## Supplied records
------------------------

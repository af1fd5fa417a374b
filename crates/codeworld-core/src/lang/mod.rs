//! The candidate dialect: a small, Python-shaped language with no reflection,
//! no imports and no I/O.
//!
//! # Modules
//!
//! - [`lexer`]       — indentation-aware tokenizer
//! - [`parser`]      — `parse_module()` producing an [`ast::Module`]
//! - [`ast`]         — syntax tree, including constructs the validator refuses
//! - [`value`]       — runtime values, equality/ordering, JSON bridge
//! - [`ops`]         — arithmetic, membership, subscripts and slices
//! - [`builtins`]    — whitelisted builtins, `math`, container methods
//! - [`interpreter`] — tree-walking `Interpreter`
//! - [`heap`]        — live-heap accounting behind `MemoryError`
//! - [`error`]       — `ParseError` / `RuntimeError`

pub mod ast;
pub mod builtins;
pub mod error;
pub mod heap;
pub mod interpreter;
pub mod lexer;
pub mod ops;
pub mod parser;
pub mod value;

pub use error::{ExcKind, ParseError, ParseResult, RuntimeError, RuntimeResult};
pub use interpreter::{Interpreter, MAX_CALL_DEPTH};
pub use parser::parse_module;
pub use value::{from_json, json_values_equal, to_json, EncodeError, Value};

------------------------

## Work request
The lines that mention the word "heap" should be pulled from the records above.

## Exercise solution
//! - [`heap`]        — live-heap accounting behind `MemoryError`
pub mod heap;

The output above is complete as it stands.